Keywords: Ark, Flood, created kinds, baraminology, cognitum
Long before the Ark Encounter project was announced by Answers in Genesis, it was realized that a considerable amount of research would be necessary to allow for a high quality exhibit. How many kinds were there on the Ark? What might they have looked like? How can we even begin to answer these questions? This paper is the first in a series that will attempt to address these questions.
At a time when the world was filled with violence, God chose to destroy all land-dwelling, air-breathing life on it by a global Flood (Genesis 7:21–23). Noah, a righteous man, was instructed to build an Ark that would protect him, his family, and pairs of animals and birds from this coming destruction (Genesis 6:9–22). God told Noah:
Of the birds after their kind, of animals after their kind, and of every creeping thing of the earth after its kind, two of every kind1 will come to you to keep them alive. (Genesis 6:20)

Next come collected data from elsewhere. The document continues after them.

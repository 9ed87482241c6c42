//! The worker thread: sole owner of the protected resource.
//!
//! The run loop pulls tasks from the shared queue and runs each one against
//! the resource. It waits on nothing but the queue and whatever the task
//! itself does.

use std::any::Any;
use std::cell::RefCell;
use std::panic::{self, AssertUnwindSafe};
use std::rc::Rc;
use std::sync::atomic::{AtomicU64, AtomicU8, Ordering};
use std::sync::Arc;
use std::thread;

use crate::dispatcher::Shared;
use crate::task::Task;

/// Lifecycle of the worker thread.
#[derive(Debug, Clone, Copy, PartialEq, Eq)]
#[repr(u8)]
pub enum WorkerState {
    Running = 0,
    Stopping = 1,
    Stopped = 2,
}

pub(crate) struct StateCell(AtomicU8);

impl StateCell {
    pub(crate) fn new(state: WorkerState) -> Self {
        Self(AtomicU8::new(state as u8))
    }

    pub(crate) fn get(&self) -> WorkerState {
        match self.0.load(Ordering::Acquire) {
            0 => WorkerState::Running,
            1 => WorkerState::Stopping,
            _ => WorkerState::Stopped,
        }
    }

    pub(crate) fn set(&self, state: WorkerState) {
        self.0.store(state as u8, Ordering::Release);
    }
}

/// Identity of one engine instance, used to match the thread-local
/// resource to the dispatcher asking for it.
#[derive(Debug, Clone, Copy, PartialEq, Eq)]
pub(crate) struct EngineId(u64);

impl EngineId {
    pub(crate) fn next() -> Self {
        static NEXT: AtomicU64 = AtomicU64::new(1);
        Self(NEXT.fetch_add(1, Ordering::Relaxed))
    }
}

type ActiveSlot = Option<(EngineId, Rc<dyn Any>)>;

thread_local! {
    /// Resource owned by the worker running on this thread, if any.
    static ACTIVE: RefCell<ActiveSlot> = const { RefCell::new(None) };
}

/// Publishes the worker's resource on its own thread for the lifetime of the guard.
struct ActiveResource {
    previous: ActiveSlot,
}

impl ActiveResource {
    fn install<R: 'static>(id: EngineId, resource: &Rc<R>) -> Self {
        let erased: Rc<dyn Any> = Rc::clone(resource) as Rc<dyn Any>;
        let previous = ACTIVE.with(|active| active.borrow_mut().replace((id, erased)));
        Self { previous }
    }
}

impl Drop for ActiveResource {
    fn drop(&mut self) {
        let previous = self.previous.take();
        ACTIVE.with(|active| *active.borrow_mut() = previous);
    }
}

/// Run `f` against engine `id`'s resource if the calling thread is that
/// engine's worker. On any other thread `f` is handed back unrun.
pub(crate) fn with_active<R, T, F>(id: EngineId, f: F) -> Result<T, F>
where
    R: 'static,
    F: FnOnce(&R) -> T,
{
    // Cloned out so a nested call can look it up again while `f` runs.
    let resource = ACTIVE.with(|active| match &*active.borrow() {
        Some((active_id, resource)) if *active_id == id => Some(Rc::clone(resource)),
        _ => None,
    });
    match resource.as_deref().and_then(|r| r.downcast_ref::<R>()) {
        Some(resource) => Ok(f(resource)),
        None => Err(f),
    }
}

pub(crate) fn is_worker_thread(id: EngineId) -> bool {
    ACTIVE.with(|active| matches!(&*active.borrow(), Some((active_id, _)) if *active_id == id))
}

pub(crate) fn panic_message(payload: &(dyn Any + Send)) -> &str {
    if let Some(s) = payload.downcast_ref::<&str>() {
        s
    } else if let Some(s) = payload.downcast_ref::<String>() {
        s.as_str()
    } else {
        "<non-string panic payload>"
    }
}

pub(crate) struct Worker<R> {
    shared: Arc<Shared<R>>,
}

impl<R: 'static> Worker<R> {
    pub(crate) fn new(shared: Arc<Shared<R>>) -> Self {
        Self { shared }
    }

    /// Run until the queue is closed and empty, then release `resource`.
    pub(crate) fn run(self, resource: R) {
        let name = thread::current().name().unwrap_or("<unnamed>").to_string();
        log::info!(target: "dispatch::worker", "worker '{}' running", name);

        let resource = Rc::new(resource);
        {
            let _worker = self.shared.monitor.register_worker();
            let _active = ActiveResource::install(self.shared.id, &resource);
            while let Some(task) = self.shared.queue.dequeue() {
                self.execute(task, &resource);
            }
        }

        // Tasks only ever borrow the resource, so this is the last reference.
        drop(resource);
        self.shared.state.set(WorkerState::Stopped);
        log::info!(
            target: "dispatch::worker",
            "worker '{}' stopped after {} tasks, resource released",
            name,
            self.shared.stats.executed()
        );
    }

    fn execute(&self, task: Task<R>, resource: &R) {
        let (label, body) = task.into_parts();
        log::debug!(target: "dispatch::worker", "run {}", label);

        // A sync body reports its own output or panic to its waiter before
        // it returns or unwinds.
        if let Err(payload) = panic::catch_unwind(AssertUnwindSafe(|| body(resource))) {
            self.shared.stats.record_panicked();
            log::error!(
                target: "dispatch::worker",
                "task {} panicked: {}",
                label,
                panic_message(payload.as_ref())
            );
        }
        self.shared.stats.record_executed();
    }
}

#[cfg(test)]
mod tests {
    use super::*;

    #[test]
    fn lookup_needs_matching_engine_and_type() {
        let id = EngineId::next();
        let other = EngineId::next();
        assert!(with_active::<u32, _, _>(id, |v: &u32| *v).is_err());

        let resource = Rc::new(5u32);
        let active = ActiveResource::install(id, &resource);
        assert_eq!(with_active::<u32, _, _>(id, |v: &u32| *v).ok(), Some(5));
        assert!(with_active::<u32, _, _>(other, |v: &u32| *v).is_err());
        assert!(with_active::<String, _, _>(id, |s: &String| s.len()).is_err());
        assert!(is_worker_thread(id));

        drop(active);
        assert!(!is_worker_thread(id));
        assert_eq!(Rc::strong_count(&resource), 1);
    }
}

This designation of flying and terrestrial creatures preserved on the Ark “after their kind” is repeated in Genesis 7:14 and is reminiscent of how these creatures were created (Genesis 1:21, 24–25).2 Since the Bible does not mention specifically how many kinds there were, nor give us specific physical descriptions of them, any attempt to discern what they were will necessarily include a significant amount of conjecture. Nevertheless, there is information that can be used to make educated guesses about these animals preserved on the Ark. While it is important to recognize that these are informed guesses, and therefore not to be accepted with the level of certainty of Scripture, they can help us gain a general appreciation for what things may have been like on the Ark.
A comprehensive understanding of biology should necessarily include the origin of life. While the secular world ignores the Bible and speculates naturalistic origins for life, a Christian should recognize that reliable eyewitnesses are invaluable for establishing historical facts (Numbers 35:30, Deuteronomy 17:6; 19:15, Isaiah 8:2; 43:9–12; 44:6–8, Jeremiah 6:16–18, 32:12, Matthew 18:16, Acts 2:32, 2 Corinthians 13:1, 1 Timothy 5:19). Clearly, in the first few chapters of Genesis, we have a historical account of the creation of the world and life on it from the most reliable eyewitness, God himself. So this is where we will begin.
During Creation Week God created plants (Day 3), sea creatures and flying creatures (Day 5), and land animals (Day 6) each “according to its kind” (Genesis 1:11–13, 20–25). This phrase is used of all animal life except humans, who were created in the image of God (Genesis 1:26, 27). So it is important to understand what is being conveyed.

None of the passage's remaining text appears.